The celebrated history of the sciences and arts is dominated by the voices of great men, whereas the voices of women have often been marginalised. While much has been done to redress this imbalance, the sound of women’s voices is still not as prevalent as that of their male colleagues and counterparts. Not only does a male-dominated canon risk the erasure of the contributions made by women, it perpetuates gender injustice—a teaching syllabus populated by men deprives young women aspirants of role models and sends them a clear message: this is not for you. A history of silenced women contributes to the silencing of women now and in the future.
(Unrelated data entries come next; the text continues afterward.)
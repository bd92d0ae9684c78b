//! Controller state and the pure transitions applied after a remote call resolves.

use crate::task::Task;

/// Transient search results laid over the canonical list.
#[derive(Debug, Clone, PartialEq, Eq, Default)]
pub enum SearchOverlay {
    /// No search in effect; the canonical list is shown.
    #[default]
    Inactive,
    /// Results of the last search, possibly empty.
    Active(Vec<Task>),
}

impl SearchOverlay {
    /// Whether search results are currently shown.
    #[must_use]
    pub fn is_active(&self) -> bool {
        matches!(self, Self::Active(_))
    }
}

/// Lifecycle of the controller's task list.
#[derive(Debug, Clone, PartialEq, Eq, Default)]
pub enum ViewState {
    /// Waiting for the initial listing.
    #[default]
    Loading,
    /// The initial listing failed; holds the error message.
    LoadFailed(String),
    /// The list is loaded.
    Ready {
        /// Canonical list in display order.
        tasks: Vec<Task>,
        /// Search overlay, independent of `tasks`.
        overlay: SearchOverlay,
    },
}

/// What the view layer should render.
#[derive(Debug, Clone, PartialEq, Eq)]
pub enum View {
    /// Still loading.
    Loading,
    /// Loading failed with this message.
    LoadFailed(String),
    /// The canonical list.
    Tasks(Vec<Task>),
    /// Non-empty search results.
    Hits(Vec<Task>),
    /// A search is active but matched nothing.
    NoMatches,
}

/// State of the task creation form.
#[derive(Debug, Clone, PartialEq, Eq, Default)]
pub struct TaskForm {
    /// Whether the form is shown.
    pub open: bool,
    /// Title field contents.
    pub title: String,
    /// Description field contents.
    pub description: String,
}

impl ViewState {
    /// A loaded state with no search in effect.
    #[must_use]
    pub fn ready(tasks: Vec<Task>) -> Self {
        Self::Ready { tasks, overlay: SearchOverlay::Inactive }
    }

    /// Whether the list is loaded.
    #[must_use]
    pub fn is_ready(&self) -> bool {
        matches!(self, Self::Ready { .. })
    }

    /// The canonical list, if loaded.
    #[must_use]
    pub fn tasks(&self) -> Option<&[Task]> {
        match self {
            Self::Ready { tasks, .. } => Some(tasks),
            _ => None,
        }
    }

    /// The overlay, if loaded.
    #[must_use]
    pub fn overlay(&self) -> Option<&SearchOverlay> {
        match self {
            Self::Ready { overlay, .. } => Some(overlay),
            _ => None,
        }
    }

    /// Looks up a task in the canonical list.
    #[must_use]
    pub fn find(&self, id: &str) -> Option<&Task> {
        self.tasks()?.iter().find(|task| task.id == id)
    }

    /// Appends a task confirmed by the store.
    ///
    /// An entry with the same id is replaced in place so ids stay unique.
    pub fn apply_created(&mut self, task: Task) {
        if let Self::Ready { tasks, .. } = self {
            match tasks.iter_mut().find(|existing| existing.id == task.id) {
                Some(existing) => *existing = task,
                None => tasks.push(task),
            }
        }
    }

    /// Sets `completed` on the canonical entry. Returns false if it is gone.
    pub fn apply_completed(&mut self, id: &str, completed: bool) -> bool {
        let Self::Ready { tasks, .. } = self else {
            return false;
        };
        match tasks.iter_mut().find(|task| task.id == id) {
            Some(task) => {
                task.completed = completed;
                true
            }
            None => false,
        }
    }

    /// Removes the canonical entry. Returns false if it was already gone.
    pub fn apply_deleted(&mut self, id: &str) -> bool {
        let Self::Ready { tasks, .. } = self else {
            return false;
        };
        let before = tasks.len();
        tasks.retain(|task| task.id != id);
        tasks.len() != before
    }

    /// Replaces the overlay. Ignored until the list is loaded.
    pub fn set_overlay(&mut self, next: SearchOverlay) {
        if let Self::Ready { overlay, .. } = self {
            *overlay = next;
        }
    }

    /// Projects the state onto what should be displayed.
    #[must_use]
    pub fn view(&self) -> View {
        match self {
            Self::Loading => View::Loading,
            Self::LoadFailed(message) => View::LoadFailed(message.clone()),
            Self::Ready { tasks, overlay: SearchOverlay::Inactive } => View::Tasks(tasks.clone()),
            Self::Ready { overlay: SearchOverlay::Active(hits), .. } if hits.is_empty() => {
                View::NoMatches
            }
            Self::Ready { overlay: SearchOverlay::Active(hits), .. } => View::Hits(hits.clone()),
        }
    }
}

#[cfg(test)]
mod tests {
    use super::*;

    fn task(id: &str, completed: bool) -> Task {
        Task {
            id: id.into(),
            title: format!("task {id}"),
            description: String::new(),
            created_at: "2024-03-01T10:00:00Z".into(),
            completed,
        }
    }

    #[test]
    fn created_task_is_appended_in_order() {
        let mut state = ViewState::ready(vec![task("a", false)]);
        state.apply_created(task("b", false));
        let ids: Vec<_> = state.tasks().unwrap().iter().map(|t| t.id.as_str()).collect();
        assert_eq!(ids, ["a", "b"]);
    }

    #[test]
    fn created_task_with_known_id_replaces_entry() {
        let mut state = ViewState::ready(vec![task("a", false), task("b", false)]);
        state.apply_created(task("a", true));
        let tasks = state.tasks().unwrap();
        assert_eq!(tasks.len(), 2);
        assert_eq!(tasks[0], task("a", true));
    }

    #[test]
    fn completion_change_keeps_other_fields() {
        let mut state = ViewState::ready(vec![task("a", false), task("b", false)]);
        assert!(state.apply_completed("b", true));
        assert_eq!(state.tasks().unwrap(), [task("a", false), task("b", true)]);
    }

    #[test]
    fn completion_change_on_missing_task_is_noop() {
        let mut state = ViewState::ready(vec![task("a", false)]);
        assert!(!state.apply_completed("zzz", true));
        assert_eq!(state, ViewState::ready(vec![task("a", false)]));
    }

    #[test]
    fn delete_reports_whether_anything_was_removed() {
        let mut state = ViewState::ready(vec![task("a", false)]);
        assert!(state.apply_deleted("a"));
        assert!(!state.apply_deleted("a"));
    }

    #[test]
    fn transitions_do_nothing_before_load() {
        let mut state = ViewState::Loading;
        state.apply_created(task("a", false));
        state.set_overlay(SearchOverlay::Active(vec![]));
        assert_eq!(state, ViewState::Loading);
        assert!(state.find("a").is_none());
    }

    #[test]
    fn overlay_mutations_leave_canonical_list_alone() {
        let mut state = ViewState::ready(vec![task("a", false)]);
        state.set_overlay(SearchOverlay::Active(vec![task("a", false)]));
        state.apply_completed("a", true);

        assert_eq!(state.overlay(), Some(&SearchOverlay::Active(vec![task("a", false)])));
        assert_eq!(state.find("a").map(|t| t.completed), Some(true));
    }

    #[test]
    fn view_distinguishes_empty_hits_from_inactive() {
        let mut state = ViewState::ready(vec![]);
        assert_eq!(state.view(), View::Tasks(vec![]));

        state.set_overlay(SearchOverlay::Active(vec![]));
        assert_eq!(state.view(), View::NoMatches);

        state.set_overlay(SearchOverlay::Active(vec![task("h", false)]));
        assert_eq!(state.view(), View::Hits(vec![task("h", false)]));

        assert_eq!(ViewState::LoadFailed("down".into()).view(), View::LoadFailed("down".into()));
    }
}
How can we break out of this oppressive cycle? This conference explores this question under four broad themes: silencing; women in parenthesis; covert contributions; and identity and disavowal. We invite abstracts from any discipline or perspective that address themes related to any of the following topics and questions:

  • Silencing: what are the mechanisms through which women’s voices are silenced and their contributions and ideas erased or distorted? Do these mechanisms differ across subject area and period? How do the (putatively) self-reflexive norms and practices of academic disciplines perpetuate failures to see and appreciate the exclusion of women? Once we understand silencing and its effects, how should we respond, as historians, theorists, and women?
  • Women in parenthesis: why are there so few women accepted into ‘the canon’? Who are the women relegated to the footnotes and parentheses of their field? How can we recognise their contribution? Should women be put into the canon, or is the very idea of a ‘canon’ itself problematic?
  • Covert Contributions: Correspondents, editors, wives, sisters and mistresses: silenced women find other ways to speak, and their ideas may find their way into a discourse other than through ‘official’ channels. Who were the women correspondents of the men in the canon? Are there women editors whose work changed or shaped ideas we now associated solely with their male ‘authors’? Who were the wives, sisters, and mistresses of ‘great men’, and which of them made contributions which went beyond that of domestic and emotional support?
  • Identity and Disavowal: Sometimes women have forced their voice into a literature by adopting a male identity or by disavowing their female identity. Cases include adopting male pen names, performing masculine identity, distancing from female peers, erasing identity through anonymity, addressing topics within a male-defined discourses and interests, and avoiding solidarity with other women. Does work on stereotype threat suggest that these mechanisms might in fact be legitimate? Who are the women who have adopted these strategies to find a place in the canon? What harm have these practices perpetuated, in terms of silencing and marginalizing women? Or, on the other hand, are there cases where this fluidity of gender and identity has had a positive impact on women’s contributions?

Proposals for 20 minute papers should be sent to in the form of 300 word abstracts by 15thJanuary 2016. Please indicate which of the four themes your paper addresses.

The first announced keynote speaker is Katherine Cockin (Professor of English at Hull University). She will be speaking about A Pageant of Great Women, a women’s suffrage play directed by Edith Craig and performed all over Britain in 1909-12. Performances included 50-90 local women’s suffrage activists taking the roles of ‘great women’, brought onto the stage in silence as visible evidence of women’s achievements in the past. For news on further keynote speakers and other conference details as they are announced, follow the website.

This conference is supported by and in collaboration with the Centre for Sex, Gender and Sexualities and the Department of Philosophy. It continues the tradition of International Women’s Day conferences established by Literary Dolls (2014) and 50 Years of Sexism: What Next? (2015), which were organised in conjunction with the Department of English Studies.